Subject: Re: Build identifier variable for obj dirs
To: NetBSD Toolchain Technical Discussion List <tech-toolchain@NetBSD.ORG>
From: Greg A. Woods <woods@weird.com>
List: tech-toolchain
Date: 03/06/2002 04:48:21
[ On Tuesday, March 5, 2002 at 14:17:58 (-0800), Jason R Thorpe wrote: ]
> Subject: Re: Build identifier variable for obj dirs
>
> On Tue, Mar 05, 2002 at 04:48:31PM -0500, Greg A. Woods wrote:
> 
>  > So are you implying that you really do keep your objects in the same
>  > place as your sources?  If so, why?
> 
> It really depends on what I'm doing.  Keeping objdirs "near" sources
> is handy when doing development, so that you don't have to cd to radically
> different places to look at the sources in one window and the binary with
> gdb in another.
> 
> Note, I generally use symlinks ... obj.i386 -> /u1/netbsd/obj/bin/cat.i386,
> etc. ... but I like being able to "cd bin/cat; gdb obj.i386/cat".

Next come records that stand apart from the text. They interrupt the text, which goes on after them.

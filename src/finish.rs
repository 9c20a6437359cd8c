//! Post-stack assembly of the lag-domain matrix
//!
//! Runs only on the reduced global stack: inverse-transform every bin row
//! to the time domain, center the lag axis, then apply the optional
//! folding, taper+filter, peak normalization and lag-window cut.

use crate::config::{Config, Params};
use crate::signal::window::tukey;
use crate::signal::fft;
use ndarray::Array2;
use num_complex::Complex;

/// The finished distance-lag matrix with its lag axis.
pub struct FinishedStack {
    /// `nbins x nlags` real matrix
    pub mat: Array2<f32>,
    /// Time of the first lag sample, seconds
    pub cc_t0: f64,
    /// Time of the last lag sample, seconds
    pub cc_t1: f64,
}

/// Assemble the lag-domain stack from the reduced spectral stack.
pub fn finish(sspec: &Array2<Complex<f32>>, cfg: &Config, params: &Params) -> FinishedStack {
    let m = params.fftsize;
    let roll = params.npts - 1;
    let delta = cfg.delta;

    // Inverse transform each row, zero-lag centered at index npts-1, last
    // (aliased) sample dropped.
    let mut rows: Vec<Vec<f32>> = Vec::with_capacity(sspec.nrows());
    for row in sspec.rows() {
        let mut spec = row.to_vec();
        if !spec.is_empty() {
            spec[0] = Complex::new(0.0, 0.0);
        }
        let x = fft::irfft(&spec, m);
        let mut r = vec![0.0f32; m - 1];
        for (i, v) in r.iter_mut().enumerate() {
            *v = x[(i + m - roll) % m];
        }
        rows.push(r);
    }
    let mut cc_t0 = -(roll as f64) * delta;
    let mut cc_t1 = roll as f64 * delta;

    if cfg.post_folding {
        for row in rows.iter_mut() {
            let rev: Vec<f32> = row.iter().rev().copied().collect();
            for (v, r) in row.iter_mut().zip(rev) {
                *v += r;
            }
            row.drain(..roll);
        }
        cc_t0 = 0.0;
    }

    if let Some(sos) = &params.post_sos {
        let ncols = rows.first().map_or(0, Vec::len);
        let w = tukey(ncols, cfg.post_taper_ratio);
        for row in rows.iter_mut() {
            for (v, wi) in row.iter_mut().zip(&w) {
                *v *= wi;
            }
            sos.apply_zero_phase(row);
        }
    }

    if cfg.post_norm {
        for row in rows.iter_mut() {
            let peak = row.iter().fold(f32::NEG_INFINITY, |a, &b| a.max(b));
            if peak > 0.0 {
                let inv = 1.0 / peak;
                for v in row.iter_mut() {
                    *v *= inv;
                }
            }
        }
    }

    if let Some((t1, t2)) = cfg.post_cut {
        let ncols = rows.first().map_or(0, Vec::len);
        let t1 = t1.max(cc_t0);
        let t2 = t2.min(cc_t0 + (ncols.saturating_sub(1)) as f64 * delta);
        let i1 = (((t1 - cc_t0) / delta).round() as usize).min(ncols.saturating_sub(1));
        let i2 = (((t2 - cc_t0) / delta).round() as usize).min(ncols.saturating_sub(1));
        for row in rows.iter_mut() {
            *row = row[i1..=i2].to_vec();
        }
        cc_t0 += i1 as f64 * delta;
    }

    let ncols = rows.first().map_or(0, Vec::len);
    cc_t1 = cc_t0 + ncols.saturating_sub(1) as f64 * delta;
    let flat: Vec<f32> = rows.into_iter().flatten().collect();
    let mat = Array2::from_shape_vec((sspec.nrows(), ncols), flat).expect("uniform row length");
    FinishedStack { mat, cc_t0, cc_t1 }
}
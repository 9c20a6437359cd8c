//! End-to-end pipeline tests over synthetic SAC trees

mod test_utils;

use ccstack::config::OutputFormat;
use ndarray::{Array1, Array2};
use ndarray_npy::NpzReader;
use std::fs::File;
use test_utils::{bare_config, white_noise, write_event};

fn read_npz(prefix: &str) -> (Array2<f32>, Array1<i32>, Array1<f32>) {
    let mut npz = NpzReader::new(File::open(format!("{prefix}.npz")).unwrap()).unwrap();
    let mat: Array2<f32> = npz.by_name("ccstack").unwrap();
    let count: Array1<i32> = npz.by_name("stack_count").unwrap();
    let dist: Array1<f32> = npz.by_name("dist").unwrap();
    (mat, count, dist)
}

/// Single trace in a single group, two workers: the only contribution is
/// the self-pair in bin 0 and it equals the finished auto-correlation.
#[test]
fn single_trace_autocorrelation() {
    let tmp = tempfile::tempdir().unwrap();
    let npts = 1024usize;
    let data = white_noise(npts, 42);
    write_event(tmp.path(), "a", (0.0, 0.0), &[(30.0, 10.0)], &[data.clone()], 1.0);

    let mut cfg = bare_config(tmp.path(), npts, 1.0);
    cfg.workers = 2;
    let summary = ccstack::run(&cfg).unwrap();
    assert_eq!(summary.groups, 1);
    assert_eq!(summary.total_pairs, 1);

    let (mat, count, dist) = read_npz(&cfg.output_prefix);
    assert_eq!(count[0], 1);
    assert!(count.iter().skip(1).all(|&c| c == 0));
    assert_eq!(dist.len(), 181);
    assert_eq!(mat.ncols(), 2 * npts - 1);
    for b in 1..mat.nrows() {
        assert!(mat.row(b).iter().all(|&v| v == 0.0));
    }

    // Independent expectation: circular auto-correlation of the
    // zero-padded trace, DC term removed, zero lag centered.
    let m = 2 * npts;
    let mut circ = vec![0.0f64; m];
    for (lag, c) in circ.iter_mut().enumerate() {
        for n in 0..npts {
            let other = (n + lag) % m;
            if other < npts {
                *c += data[n] as f64 * data[other] as f64;
            }
        }
    }
    let mean_term = {
        let s: f64 = data.iter().map(|&v| v as f64).sum();
        s * s / m as f64
    };
    let peak = circ[0] - mean_term;
    for i in 0..m - 1 {
        let expect = circ[(i + m - (npts - 1)) % m] - mean_term;
        let got = mat[[0, i]] as f64;
        assert!(
            (got - expect).abs() < 1e-3 * peak.abs(),
            "lag sample {i}: got {got}, expected {expect}"
        );
    }
}

/// Distance selection: with range (0, 15) the 20-degree pair is rejected
/// and the stack-count budget comes out exactly.
#[test]
fn distance_selection_rejects_distant_pair() {
    let tmp = tempfile::tempdir().unwrap();
    let npts = 256usize;
    let stations = [(0.0, 0.0), (10.0, 0.0), (20.0, 0.0)];
    let traces: Vec<Vec<f32>> = (0..3).map(|i| white_noise(npts, 100 + i)).collect();
    write_event(tmp.path(), "a", (5.0, -40.0), &stations, &traces, 1.0);

    let mut cfg = bare_config(tmp.path(), npts, 1.0);
    cfg.dist_range = (0.0, 15.0);
    cfg.dist_step = 1.0;
    // Wide-open windows: only the distance criterion can reject.
    cfg.daz_range = Some((-0.1, 90.1));
    cfg.gcd_ev_range = Some((-0.1, 90.1));
    let summary = ccstack::run(&cfg).unwrap();

    // 3 self-pairs + (0,10) + (10,20); the (0,20) pair is out of range.
    assert_eq!(summary.total_pairs, 5);
    let (_, count, _) = read_npz(&cfg.output_prefix);
    assert_eq!(count[0], 3);
    assert_eq!(count[10], 2);
    assert_eq!(count.iter().sum::<i32>(), 5);
}

/// Worker count must not change the result beyond float associativity.
#[test]
fn worker_count_is_bit_similar() {
    let tmp = tempfile::tempdir().unwrap();
    let npts = 256usize;
    for (g, name) in ["a", "b", "c"].iter().enumerate() {
        let stations = [(0.0, 0.0), (3.0 + g as f64, 1.0)];
        let traces: Vec<Vec<f32>> = (0..2)
            .map(|i| white_noise(npts, (g * 10 + i) as u64))
            .collect();
        write_event(tmp.path(), name, (g as f64, -30.0), &stations, &traces, 1.0);
    }

    let mut cfg1 = bare_config(tmp.path(), npts, 1.0);
    cfg1.output_prefix = format!("{}/out1", tmp.path().display());
    cfg1.workers = 1;
    ccstack::run(&cfg1).unwrap();

    let mut cfg3 = bare_config(tmp.path(), npts, 1.0);
    cfg3.output_prefix = format!("{}/out3", tmp.path().display());
    cfg3.workers = 3;
    ccstack::run(&cfg3).unwrap();

    let (m1, c1, _) = read_npz(&cfg1.output_prefix);
    let (m3, c3, _) = read_npz(&cfg3.output_prefix);
    assert_eq!(c1, c3);
    let scale = m1.iter().fold(0.0f32, |a, &b| a.max(b.abs()));
    for (a, b) in m1.iter().zip(m3.iter()) {
        assert!((a - b).abs() <= 1e-4 * scale, "{a} vs {b}");
    }
}

/// Everything on at once: whitening, selection, folding, post filter and
/// normalization, both output formats.
#[test]
fn full_chain_smoke() {
    let tmp = tempfile::tempdir().unwrap();
    let npts = 512usize;
    let delta = 1.0;
    for name in ["a", "b"] {
        let stations = [(120.0, 10.0), (125.0, 12.0), (130.0, 8.0)];
        let traces: Vec<Vec<f32>> = (0..3)
            .map(|i| white_noise(npts + 64, (name.len() * 7 + i) as u64))
            .collect();
        write_event(tmp.path(), name, (100.0, 0.0), &stations, &traces, delta);
    }

    let mut cfg = bare_config(tmp.path(), npts, delta);
    cfg.pre_detrend = true;
    cfg.pre_taper_ratio = 0.005;
    cfg.temporal_norm = Some(ccstack::TemporalNorm {
        window_sec: 16.0,
        f1: 0.01,
        f2: 0.1,
    });
    cfg.spectral_whiten = Some(0.01);
    cfg.post_filter = Some(ccstack::FilterSpec {
        band: ccstack::signal::Band::Bandpass,
        f1: 0.01,
        f2: 0.1,
    });
    cfg.daz_range = Some((-0.1, 90.1));
    cfg.post_folding = true;
    cfg.post_norm = true;
    cfg.output_formats = vec![OutputFormat::Npz, OutputFormat::Sac];
    cfg.workers = 2;

    let summary = ccstack::run(&cfg).unwrap();
    assert_eq!(summary.groups, 2);
    assert!(summary.total_pairs > 0);
    // npz plus one SAC file per bin.
    assert_eq!(summary.written.len(), 1 + 181);

    let (mat, count, _) = read_npz(&cfg.output_prefix);
    assert_eq!(mat.ncols(), npts);
    assert_eq!(
        count.iter().map(|&c| c as i64).sum::<i64>(),
        summary.total_pairs
    );
    // Folding plus normalization: every populated row peaks at 1.
    for b in 0..mat.nrows() {
        if count[b] > 0 {
            let peak = mat.row(b).iter().fold(f32::NEG_INFINITY, |a, &v| a.max(v));
            assert!((peak - 1.0).abs() < 1e-4, "bin {b} peak {peak}");
        }
    }

    // The per-bin SAC traces mirror the matrix rows.
    let sac_path = format!("{}_{:05.1}_.sac", cfg.output_prefix, 0.0);
    let trace = ccstack::sac::Trace::read(std::path::Path::new(&sac_path)).unwrap();
    assert_eq!(trace.data.len(), npts);
    assert_eq!(trace.header.user(3), count[0] as f32);
}
//! End-to-end run orchestration
//!
//! Derives the run-wide parameters, partitions the event groups over the
//! worker pool, reduces the partial stacks and lets rank 0 finish and emit
//! the result.

use crate::config::{Config, ConfigError, Params};
use crate::finish;
use crate::jobs::{self, JobError};
use crate::output::{self, OutputError};
use crate::preproc::preprocess_group;
use crate::stack::{PairSelection, StackAccumulator};
use crate::world::{self, Partial};
use snafu::Snafu;
use std::path::PathBuf;
use std::time::Instant;
use tracing::info;

#[derive(Debug, Snafu)]
pub enum RunError {
    #[snafu(context(false), display("{source}"))]
    Config { source: ConfigError },

    #[snafu(context(false), display("{source}"))]
    Jobs { source: JobError },

    #[snafu(context(false), display("{source}"))]
    Output { source: OutputError },
}

/// What a completed run produced.
pub struct RunSummary {
    pub groups: usize,
    pub total_pairs: i64,
    pub written: Vec<PathBuf>,
}

/// Execute the whole pipeline for one configuration.
pub fn run(cfg: &Config) -> Result<RunSummary, RunError> {
    let params = Params::derive(cfg)?;
    let groups = jobs::expand_groups(&cfg.input_pattern)?;
    let selection = PairSelection::build(
        cfg.daz_range,
        cfg.gcd_ev_range,
        cfg.gc_center_rect.clone(),
        cfg.dist_range,
        cfg.dist_step,
    );

    info!(
        npts = params.npts,
        fftsize = params.fftsize,
        df = params.df,
        "cut window [{}, {}] at delta {}",
        cfg.cut.t1,
        cfg.cut.t2,
        cfg.delta
    );
    let (i1, i2) = params.cc_bounds;
    info!(
        "working spectrum interval [{i1}, {i2}) of {} bins ({:.6} - {:.6} Hz)",
        params.fftsize / 2 + 1,
        i1 as f64 * params.df,
        i2 as f64 * params.df
    );
    info!(
        bins = params.nbins,
        step = params.dist_step,
        selection = selection.is_some(),
        "distance range [{}, {}]",
        cfg.dist_range.0,
        cfg.dist_range.1
    );
    info!(jobs = groups.len(), workers = cfg.workers, "distributing event groups");

    let (sspec, count) = world::reduce(cfg.workers, |world| -> Result<Partial, RunError> {
        let chunk = world.chunk(&groups);
        info!(
            "chunk of {} groups on rank {}/{}",
            chunk.len(),
            world.rank,
            world.size
        );
        let mut acc = StackAccumulator::new(
            params.nbins,
            params.nspec(),
            params.dist_start,
            params.dist_step,
            params.cc_bounds,
        );
        let mut t_read = 0.0f64;
        let mut t_stack = 0.0f64;
        for group in chunk {
            let started = Instant::now();
            let spectra = preprocess_group(group, cfg, &params);
            let read_done = Instant::now();
            let stacked = match &selection {
                Some(sel) => acc.accumulate_selected(&spectra, sel),
                None => acc.accumulate(&spectra),
            };
            let all_done = Instant::now();
            t_read += (read_done - started).as_secs_f64();
            t_stack += (all_done - read_done).as_secs_f64();
            info!(
                "{}: {} of {} traces accepted, {} pairs stacked",
                jobs::group_label(group),
                spectra.ntraces(),
                spectra.nfiles,
                stacked
            );
        }
        info!(
            "chunk done: read+condition {:.1}s, stack {:.1}s",
            t_read, t_stack
        );
        Ok((acc.sspec, acc.count))
    })?;

    let total_pairs: i64 = count.iter().map(|&c| c as i64).sum();
    info!(total_pairs, "reduction complete, finishing on rank 0");

    let finished = finish::finish(&sspec, cfg, &params);
    info!(
        "correlation lag range ({}, {}) over {} samples",
        finished.cc_t0,
        finished.cc_t1,
        finished.mat.ncols()
    );
    let written = output::write_outputs(cfg, &params, &finished, &count)?;
    for path in &written {
        info!("wrote {}", path.display());
    }
    Ok(RunSummary {
        groups: groups.len(),
        total_pairs,
        written,
    })
}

I think I might be slowly coming understand one possible reason why you
might want OBJMACHINE, and I think I see for certain now why (at least
for your purposes) BUILDID must work like OBJMACHINE currently does.
However I have an alternate proposal that might make things simpler
without having to support either BUILDID or OBJMACHINE (and indeed
without even having ".${MACHINE}" support built into 'make').

First of all please forget everything I said about USR_OBJMACHINE.  I
have been seriously confused about it from time to time and now after
putting things together more completely in my head have I have (I think
again for at least a second time) realised that it cannot do what I
thought it could without using it together with MAKEOBJDIRPREFIX, which
is not exactly what I had intended.  (This is because I, as I'm sure
several others, have been confused by the relationship between
MAKEOBJDIRPREFIX and MAKEOBJDIR vs. the settings of the variables that
affect what happens during "make obj" -- only in the fixes finally
introduced to share/mk/bsd.README on 07-May-00 has the documentation
matched reality closely enough to be meaningful.)

I think it is nice to have product files in a separate directory from
the source files, and you seem to be saying so too.  I agree it's also a
good idea to reference them with a local relative pathname and not to
have to type a fully qualified pathname, or even a variable name for the
prefix and relative pathame, on the command line when referencing them
from the source directory.  Indeed this does mean using "obj" symlinks
to re-direct product files to a different hierarchy if you don't want
them (or cannot have them) in the source hierarchy.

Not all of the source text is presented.